Design theory is a study of combinatorial designs, which are collections of subsets with certain intersection properties. Topics that go beyond discrete objects include transcendental numbers, diophantine approximation, p-adic analysis and function fields. In university curricula, discrete mathematics appeared in the 1980s, initially as a computer science support course; its contents were somewhat haphazard at the time.

Discrete Mathematics - Concepts, Formulas, Problems and Solutions Discrete Mathematics - Concepts, Formulas, Problems and Solutions

Although the space in which the curves appear has a finite number of points, the curves are not so much sets of points as analogues of curves in continuous settings. g. the twelvefold way provides a unified framework for counting permutations, combinations and partitions. Concepts and notations from discrete mathematics are useful in studying and describing objects and problems in branches of computer science, such as computer algorithms, programming languages, cryptography, automated theorem proving, and software development. Such a discrete function could be defined explicitly by a list (if its domain is finite), or by a formula for its general term, or it could be given implicitly by a recurrence relation or difference equation.
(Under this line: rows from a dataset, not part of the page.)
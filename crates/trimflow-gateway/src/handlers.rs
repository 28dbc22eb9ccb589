// SPDX-FileCopyrightText: 2026 Trimflow Contributors
// SPDX-License-Identifier: MIT OR Apache-2.0

//! HTTP request handlers for the webhook and the lead dashboard.
//!
//! The webhook is the transport boundary: a request missing `from` or
//! `text` is rejected with 400 before any side effect is attempted. The
//! dashboard handlers are thin read/format endpoints over the lead store.

use std::str::FromStr;

use axum::{
    Json,
    extract::{Path, Query, State},
    http::{StatusCode, header},
    response::{IntoResponse, Response},
};
use serde::{Deserialize, Serialize};
use tracing::error;

use trimflow_core::InboundMessage;
use trimflow_leads::{Lead, LeadStatus, LeadSummary, export_csv};

use crate::server::GatewayState;

/// Request body for POST /webhook/message.
#[derive(Debug, Deserialize)]
pub struct WebhookRequest {
    /// Sender identity (phone number).
    #[serde(default)]
    pub from: String,
    /// Message text.
    #[serde(default)]
    pub text: String,
    /// Optional sender display name.
    #[serde(default)]
    pub display_name: Option<String>,
}

/// Response body for POST /webhook/message.
#[derive(Debug, Serialize)]
pub struct WebhookResponse {
    /// Reply text to deliver back to the sender.
    pub reply: String,
}

/// Error response body.
#[derive(Debug, Serialize)]
pub struct ErrorResponse {
    /// Error description.
    pub error: String,
}

/// Query parameters for GET /dashboard/leads.
#[derive(Debug, Default, Deserialize)]
pub struct LeadFilter {
    #[serde(default)]
    pub status: Option<String>,
    #[serde(default)]
    pub phone: Option<String>,
    #[serde(default)]
    pub limit: Option<usize>,
}

/// Response body for lead listings.
#[derive(Debug, Serialize)]
pub struct LeadListResponse {
    pub count: usize,
    pub leads: Vec<Lead>,
}

/// Request body for PUT /dashboard/leads/{id}/status.
#[derive(Debug, Deserialize)]
pub struct StatusUpdateRequest {
    pub status: String,
    #[serde(default)]
    pub note: Option<String>,
}

/// Request body for POST /dashboard/leads/{id}/notes.
#[derive(Debug, Deserialize)]
pub struct NoteRequest {
    pub text: String,
    #[serde(default)]
    pub kind: Option<String>,
}

/// Response body for GET /health.
#[derive(Debug, Serialize)]
pub struct HealthResponse {
    pub status: String,
    pub version: String,
}

fn bad_request(message: &str) -> Response {
    (
        StatusCode::BAD_REQUEST,
        Json(ErrorResponse {
            error: message.to_string(),
        }),
    )
        .into_response()
}

fn storage_error(e: trimflow_core::TrimflowError) -> Response {
    error!(error = %e, "lead store unavailable");
    (
        StatusCode::INTERNAL_SERVER_ERROR,
        Json(ErrorResponse {
            error: "lead store unavailable".to_string(),
        }),
    )
        .into_response()
}

/// POST /webhook/message
///
/// Runs the conversation handler and returns the reply text. Malformed
/// requests are rejected with 400 and cause no side effects.
pub async fn post_webhook(
    State(state): State<GatewayState>,
    Json(body): Json<WebhookRequest>,
) -> Response {
    if body.from.trim().is_empty() || body.text.trim().is_empty() {
        return bad_request("missing required fields: from, text");
    }

    let inbound = InboundMessage {
        from: body.from,
        text: body.text,
        display_name: body.display_name,
    };
    let reply = state.handler.handle(&inbound).await;
    (StatusCode::OK, Json(WebhookResponse { reply })).into_response()
}

/// GET /health
pub async fn get_health() -> Json<HealthResponse> {
    Json(HealthResponse {
        status: "ok".to_string(),
        version: env!("CARGO_PKG_VERSION").to_string(),
    })
}

/// GET /dashboard/leads
///
/// Lists leads newest-first, optionally filtered by status or phone
/// fragment, optionally truncated to `limit`.
pub async fn get_leads(
    State(state): State<GatewayState>,
    Query(filter): Query<LeadFilter>,
) -> Response {
    let result = if let Some(ref status) = filter.status {
        match LeadStatus::from_str(status) {
            Ok(status) => state.leads.by_status(status).await,
            Err(_) => return bad_request("unknown status value"),
        }
    } else if let Some(ref phone) = filter.phone {
        state.leads.by_phone(phone).await
    } else {
        state.leads.all().await
    };

    match result {
        Ok(mut leads) => {
            if let Some(limit) = filter.limit {
                leads.truncate(limit);
            }
            (
                StatusCode::OK,
                Json(LeadListResponse {
                    count: leads.len(),
                    leads,
                }),
            )
                .into_response()
        }
        Err(e) => storage_error(e),
    }
}

/// GET /dashboard/leads/summary
pub async fn get_leads_summary(State(state): State<GatewayState>) -> Response {
    match state.leads.summary().await {
        Ok(summary) => (StatusCode::OK, Json::<LeadSummary>(summary)).into_response(),
        Err(e) => storage_error(e),
    }
}

/// GET /dashboard/leads/{id}
pub async fn get_lead(
    State(state): State<GatewayState>,
    Path(lead_id): Path<String>,
) -> Response {
    match state.leads.get(&lead_id).await {
        Ok(Some(lead)) => (StatusCode::OK, Json(lead)).into_response(),
        Ok(None) => (
            StatusCode::NOT_FOUND,
            Json(ErrorResponse {
                error: "lead not found".to_string(),
            }),
        )
            .into_response(),
        Err(e) => storage_error(e),
    }
}

/// PUT /dashboard/leads/{id}/status
pub async fn put_lead_status(
    State(state): State<GatewayState>,
    Path(lead_id): Path<String>,
    Json(body): Json<StatusUpdateRequest>,
) -> Response {
    let Ok(status) = LeadStatus::from_str(&body.status) else {
        return bad_request("unknown status value");
    };

    match state
        .leads
        .update_status(&lead_id, status, body.note.as_deref())
        .await
    {
        Ok(true) => StatusCode::NO_CONTENT.into_response(),
        Ok(false) => (
            StatusCode::NOT_FOUND,
            Json(ErrorResponse {
                error: "lead not found".to_string(),
            }),
        )
            .into_response(),
        Err(e) => storage_error(e),
    }
}

/// POST /dashboard/leads/{id}/notes
pub async fn post_lead_note(
    State(state): State<GatewayState>,
    Path(lead_id): Path<String>,
    Json(body): Json<NoteRequest>,
) -> Response {
    if body.text.trim().is_empty() {
        return bad_request("note text is required");
    }
    let kind = body.kind.as_deref().unwrap_or("general");

    match state.leads.add_note(&lead_id, &body.text, kind).await {
        Ok(true) => StatusCode::NO_CONTENT.into_response(),
        Ok(false) => (
            StatusCode::NOT_FOUND,
            Json(ErrorResponse {
                error: "lead not found".to_string(),
            }),
        )
            .into_response(),
        Err(e) => storage_error(e),
    }
}

/// GET /dashboard/leads/export.csv
pub async fn get_leads_csv(State(state): State<GatewayState>) -> Response {
    let leads = match state.leads.all().await {
        Ok(leads) => leads,
        Err(e) => return storage_error(e),
    };
    match export_csv(&leads) {
        Ok(csv) => (
            StatusCode::OK,
            [
                (header::CONTENT_TYPE, "text/csv"),
                (
                    header::CONTENT_DISPOSITION,
                    "attachment; filename=\"franchise-leads.csv\"",
                ),
            ],
            csv,
        )
            .into_response(),
        Err(e) => storage_error(e),
    }
}

#[cfg(test)]
mod tests {
    use super::*;
    use crate::server::GatewayState;
    use std::sync::Arc;
    use std::time::Duration;
    use tempfile::tempdir;
    use trimflow_catalog::RegionalAdvisor;
    use trimflow_conversation::{ConversationHandler, ConversationStore};
    use trimflow_intent::IntentCascade;
    use trimflow_leads::{ForwardingService, LeadStore, NewLead};
    use trimflow_test_utils::MockChannel;

    async fn body_string(response: Response) -> String {
        let bytes = axum::body::to_bytes(response.into_body(), usize::MAX)
            .await
            .unwrap();
        String::from_utf8(bytes.to_vec()).unwrap()
    }

    fn test_state(dir: &tempfile::TempDir) -> GatewayState {
        let contexts = Arc::new(ConversationStore::new(Duration::from_secs(1800)));
        let leads = Arc::new(LeadStore::new(dir.path().join("leads.json")));
        let advisors = vec![RegionalAdvisor {
            region: "south-india".into(),
            name: "South Desk".into(),
            contact: Some("+918600010001".into()),
            coverage_areas: vec!["Chennai".into()],
            active: true,
        }];
        let forwarder = Arc::new(ForwardingService::new(
            advisors,
            Arc::new(MockChannel::new()),
            leads.clone(),
        ));
        let handler = Arc::new(ConversationHandler::new(
            contexts,
            IntentCascade::new(0.5, 0.7),
            leads.clone(),
            forwarder,
        ));
        GatewayState { handler, leads }
    }

    #[tokio::test]
    async fn webhook_rejects_missing_fields_without_side_effects() {
        let dir = tempdir().unwrap();
        let state = test_state(&dir);

        let response = post_webhook(
            State(state.clone()),
            Json(WebhookRequest {
                from: String::new(),
                text: "franchise".into(),
                display_name: None,
            }),
        )
        .await;
        assert_eq!(response.status(), StatusCode::BAD_REQUEST);
        assert!(state.leads.all().await.unwrap().is_empty());
    }

    #[tokio::test]
    async fn webhook_replies_to_valid_message() {
        let dir = tempdir().unwrap();
        let state = test_state(&dir);

        let response = post_webhook(
            State(state),
            Json(WebhookRequest {
                from: "+919876500001".into(),
                text: "menu".into(),
                display_name: Some("Asha".into()),
            }),
        )
        .await;
        assert_eq!(response.status(), StatusCode::OK);
        let body = body_string(response).await;
        assert!(body.contains("Complete Price List"));
    }

    #[tokio::test]
    async fn lead_listing_filters_by_status() {
        let dir = tempdir().unwrap();
        let state = test_state(&dir);
        state
            .leads
            .create_lead(NewLead::from_enquiry("+911", "A", "Chennai", "franchise"))
            .await
            .unwrap();

        let response = get_leads(
            State(state.clone()),
            Query(LeadFilter {
                status: Some("new".into()),
                ..LeadFilter::default()
            }),
        )
        .await;
        assert_eq!(response.status(), StatusCode::OK);
        let body = body_string(response).await;
        assert!(body.contains("\"count\":1"));

        let response = get_leads(
            State(state),
            Query(LeadFilter {
                status: Some("bogus".into()),
                ..LeadFilter::default()
            }),
        )
        .await;
        assert_eq!(response.status(), StatusCode::BAD_REQUEST);
    }

    #[tokio::test]
    async fn lead_fetch_and_status_update() {
        let dir = tempdir().unwrap();
        let state = test_state(&dir);
        let lead = state
            .leads
            .create_lead(NewLead::from_enquiry("+911", "A", "Chennai", "franchise"))
            .await
            .unwrap();

        let response = get_lead(State(state.clone()), Path(lead.id.clone())).await;
        assert_eq!(response.status(), StatusCode::OK);

        let response = put_lead_status(
            State(state.clone()),
            Path(lead.id.clone()),
            Json(StatusUpdateRequest {
                status: "contacted".into(),
                note: Some("called".into()),
            }),
        )
        .await;
        assert_eq!(response.status(), StatusCode::NO_CONTENT);

        let updated = state.leads.get(&lead.id).await.unwrap().unwrap();
        assert_eq!(updated.status, LeadStatus::Contacted);

        let response = get_lead(State(state), Path("LEAD-missing".into())).await;
        assert_eq!(response.status(), StatusCode::NOT_FOUND);
    }

    #[tokio::test]
    async fn note_endpoint_appends_note() {
        let dir = tempdir().unwrap();
        let state = test_state(&dir);
        let lead = state
            .leads
            .create_lead(NewLead::from_enquiry("+911", "A", "Chennai", "franchise"))
            .await
            .unwrap();

        let response = post_lead_note(
            State(state.clone()),
            Path(lead.id.clone()),
            Json(NoteRequest {
                text: "spoke to customer".into(),
                kind: None,
            }),
        )
        .await;
        assert_eq!(response.status(), StatusCode::NO_CONTENT);

        let updated = state.leads.get(&lead.id).await.unwrap().unwrap();
        assert_eq!(updated.notes.len(), 1);
        assert_eq!(updated.notes[0].kind, "general");
    }

    #[tokio::test]
    async fn csv_export_sets_headers_and_content() {
        let dir = tempdir().unwrap();
        let state = test_state(&dir);
        state
            .leads
            .create_lead(NewLead::from_enquiry("+911", "A", "Chennai", "franchise"))
            .await
            .unwrap();

        let response = get_leads_csv(State(state)).await;
        assert_eq!(response.status(), StatusCode::OK);
        assert_eq!(
            response.headers().get(header::CONTENT_TYPE).unwrap(),
            "text/csv"
        );
        let body = body_string(response).await;
        assert!(body.starts_with("ID,Phone,Name,Location"));
        assert!(body.contains("+911"));
    }

    #[test]
    fn webhook_request_deserializes_with_defaults() {
        let req: WebhookRequest = serde_json::from_str(r#"{"text": "hi"}"#).unwrap();
        assert!(req.from.is_empty());
        assert_eq!(req.text, "hi");
        assert!(req.display_name.is_none());
    }
}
It has applications to cryptography and cryptanalysis, particularly with regard to modular arithmetic, diophantine equations, linear and quadratic congruences, prime numbers and primality testing.

Discrete Mathematics and Its Applications Sixth Edition 2006 Discrete Mathematics and Its Applications Sixth Edition 2006

Discrete mathematics is the study of mathematical structures that can be considered "discrete" (in a way analogous to discrete variables, having a bijection with the set of natural numbers) rather than "continuous" (analogously to continuous functions). Many questions and methods concerning differential equations have counterparts for difference equations.

Petri nets and process algebras are used to model computer systems, and methods from discrete mathematics are used in analyzing VLSI electronic circuits. Originally a part of number theory and analysis, partition theory is now considered a part of combinatorics or an independent field. Closely related is coding theory which is used to design efficient and reliable data transmission and storage methods. Although the main objects of study in discrete mathematics are discrete objects, analytic methods from "continuous" mathematics are often employed as well. Information theory also includes continuous topics such as: analog signals, analog coding, analog encryption.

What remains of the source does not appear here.